Charter schools are not the solution: The widow of famed UFT leader Albert Shanker blasts ‘reformers’
They are unwilling to work within the system
Monday, December 26 2011, 3:50 AM
Legendary teachers union leader Al Shanker would not have supported the current charter school movement.
Are charter schools the answer for public education? If what you know about charters comes from last year’s ballyhooed film “Waiting for Superman,” you probably think so. But the answer is, in fact, much more complex.
My late husband, Albert Shanker, was one of the first education leaders to advocate for the concept in 1988, as president of the American Federation of Teachers.
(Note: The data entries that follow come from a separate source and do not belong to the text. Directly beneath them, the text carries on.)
//! Raster drawing context backed by a tiny-skia pixmap.

use atelier_core::Rgba8;
use kurbo::Point;
use tiny_skia::{BlendMode, Color, LineCap, LineJoin, Paint, PathBuilder, Pixmap, Stroke, Transform};

/// How a single line segment is rendered.
#[derive(Debug, Clone, Copy, PartialEq)]
pub struct SegmentStyle {
    pub width: f64,
    pub color: Rgba8,
    /// Remove pixels instead of painting them.
    pub erase: bool,
}

impl SegmentStyle {
    pub fn paint(width: f64, color: Rgba8) -> Self {
        Self {
            width,
            color,
            erase: false,
        }
    }

    pub fn erase(width: f64) -> Self {
        Self {
            width,
            color: Rgba8::black(),
            erase: true,
        }
    }
}

/// The 2D context a board draws into.
///
/// Pixels are stored premultiplied; everything handed out is straight RGBA.
#[derive(Debug, Clone)]
pub struct RasterContext {
    pixmap: Pixmap,
}

impl RasterContext {
    /// Allocate a transparent context. `None` for zero or oversized dimensions.
    pub fn new(width: u32, height: u32) -> Option<Self> {
        Pixmap::new(width, height).map(|pixmap| Self { pixmap })
    }

    pub fn width(&self) -> u32 {
        self.pixmap.width()
    }

    pub fn height(&self) -> u32 {
        self.pixmap.height()
    }

    /// Draw a straight segment with round caps and joins.
    ///
    /// Returns false if nothing was drawn: the width is not a usable `f32` or the
    /// segment could not be turned into a path.
    pub fn stroke_segment(&mut self, from: Point, to: Point, style: &SegmentStyle) -> bool {
        let width = style.width as f32;
        if !width.is_finite() || width <= 0.0 {
            log::warn!("Skipping segment with unusable width {}", style.width);
            return false;
        }

        let mut builder = PathBuilder::new();
        builder.move_to(from.x as f32, from.y as f32);
        builder.line_to(to.x as f32, to.y as f32);
        let Some(path) = builder.finish() else {
            log::debug!("Skipping degenerate segment {:?} -> {:?}", from, to);
            return false;
        };

        let mut paint = Paint::default();
        paint.anti_alias = true;
        if style.erase {
            paint.set_color_rgba8(0, 0, 0, 255);
            paint.blend_mode = BlendMode::DestinationOut;
        } else {
            let c = style.color;
            paint.set_color_rgba8(c.r, c.g, c.b, c.a);
        }

        let stroke = Stroke {
            width,
            line_cap: LineCap::Round,
            line_join: LineJoin::Round,
            ..Stroke::default()
        };

        self.pixmap
            .stroke_path(&path, &paint, &stroke, Transform::identity(), None);
        true
    }

    /// Wipe every pixel back to transparent.
    pub fn clear(&mut self) {
        self.pixmap.fill(Color::TRANSPARENT);
    }

    /// Straight RGBA value of one pixel.
    pub fn pixel(&self, x: u32, y: u32) -> Option<Rgba8> {
        self.pixmap.pixel(x, y).map(|p| {
            let c = p.demultiply();
            Rgba8::new(c.red(), c.green(), c.blue(), c.alpha())
        })
    }

    /// True if no pixel has any coverage.
    pub fn is_blank(&self) -> bool {
        self.pixmap.pixels().iter().all(|p| p.alpha() == 0)
    }

    /// Straight RGBA bytes, row-major.
    pub fn to_rgba(&self) -> Vec<u8> {
        let mut rgba = Vec::with_capacity(self.pixmap.data().len());
        for p in self.pixmap.pixels() {
            let c = p.demultiply();
            rgba.extend_from_slice(&[c.red(), c.green(), c.blue(), c.alpha()]);
        }
        rgba
    }
}

#[cfg(test)]
mod tests {
    use super::*;

    fn opaque_rows_in_column(ctx: &RasterContext, x: u32) -> u32 {
        (0..ctx.height())
            .filter(|&y| ctx.pixel(x, y).map(|p| p.a >= 128).unwrap_or(false))
            .count() as u32
    }

    #[test]
    fn test_new_is_blank() {
        let ctx = RasterContext::new(20, 10).unwrap();
        assert_eq!((ctx.width(), ctx.height()), (20, 10));
        assert!(ctx.is_blank());
        assert!(RasterContext::new(0, 10).is_none());
    }

    #[test]
    fn test_segment_width() {
        let mut ctx = RasterContext::new(300, 200).unwrap();
        let style = SegmentStyle::paint(10.0, Rgba8::black());
        assert!(ctx.stroke_segment(Point::new(100.0, 100.0), Point::new(200.0, 100.0), &style));
        assert_eq!(opaque_rows_in_column(&ctx, 150), 10);
    }

    #[test]
    fn test_unusable_width_draws_nothing() {
        let mut ctx = RasterContext::new(100, 100).unwrap();
        for width in [1e300, f64::INFINITY, 0.0] {
            let style = SegmentStyle::paint(width, Rgba8::black());
            assert!(!ctx.stroke_segment(Point::new(10.0, 10.0), Point::new(90.0, 10.0), &style));
        }
        assert!(ctx.is_blank());
    }

    #[test]
    fn test_segment_color_is_straight_rgba() {
        let mut ctx = RasterContext::new(100, 100).unwrap();
        let style = SegmentStyle::paint(6.0, Rgba8::new(255, 0, 0, 255));
        ctx.stroke_segment(Point::new(10.0, 50.5), Point::new(90.0, 50.5), &style);
        assert_eq!(ctx.pixel(50, 50), Some(Rgba8::new(255, 0, 0, 255)));
        assert_eq!(ctx.pixel(50, 10), Some(Rgba8::transparent()));
    }

    #[test]
    fn test_erase_removes_pixels() {
        let mut ctx = RasterContext::new(100, 100).unwrap();
        let paint = SegmentStyle::paint(10.0, Rgba8::black());
        ctx.stroke_segment(Point::new(0.0, 50.0), Point::new(100.0, 50.0), &paint);
        assert_eq!(ctx.pixel(50, 50).map(|p| p.a), Some(255));

        let erase = SegmentStyle::erase(20.0);
        ctx.stroke_segment(Point::new(40.0, 50.0), Point::new(60.0, 50.0), &erase);
        assert_eq!(ctx.pixel(50, 50).map(|p| p.a), Some(0));
        // Outside the eraser the line survives.
        assert_eq!(ctx.pixel(10, 50).map(|p| p.a), Some(255));
    }

    #[test]
    fn test_clear() {
        let mut ctx = RasterContext::new(50, 50).unwrap();
        ctx.stroke_segment(
            Point::new(0.0, 0.0),
            Point::new(50.0, 50.0),
            &SegmentStyle::paint(4.0, Rgba8::black()),
        );
        assert!(!ctx.is_blank());
        ctx.clear();
        assert!(ctx.is_blank());
    }

    #[test]
    fn test_to_rgba_length() {
        let ctx = RasterContext::new(7, 3).unwrap();
        assert_eq!(ctx.to_rgba().len(), 7 * 3 * 4);
    }
}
Al envisioned charter schools as teacher-led laboratories for reform within public schooling, tasked with developing innovative strategies to “produce more learning for more students.” He saw them operating with a high level of autonomy from bureaucracy, yet remaining an integral part of our public education system.
Although most charter schools get their basic funding from the same education allotments as regular public schools, they tout their independence as a major source of their superiority. But Al believed that even the best charter schools couldn’t generate sweeping change if they were disconnected from regular public schools. As he wrote in 1994, “Charter schools must have autonomy to get where they want to go, but they must also be part of a system that has a central purpose — and that means a system that has decided what kids need to know and be able to do. Otherwise, they will end up like all those alternative schools of the 1960s — relevant only to themselves and useless to the system as a whole.”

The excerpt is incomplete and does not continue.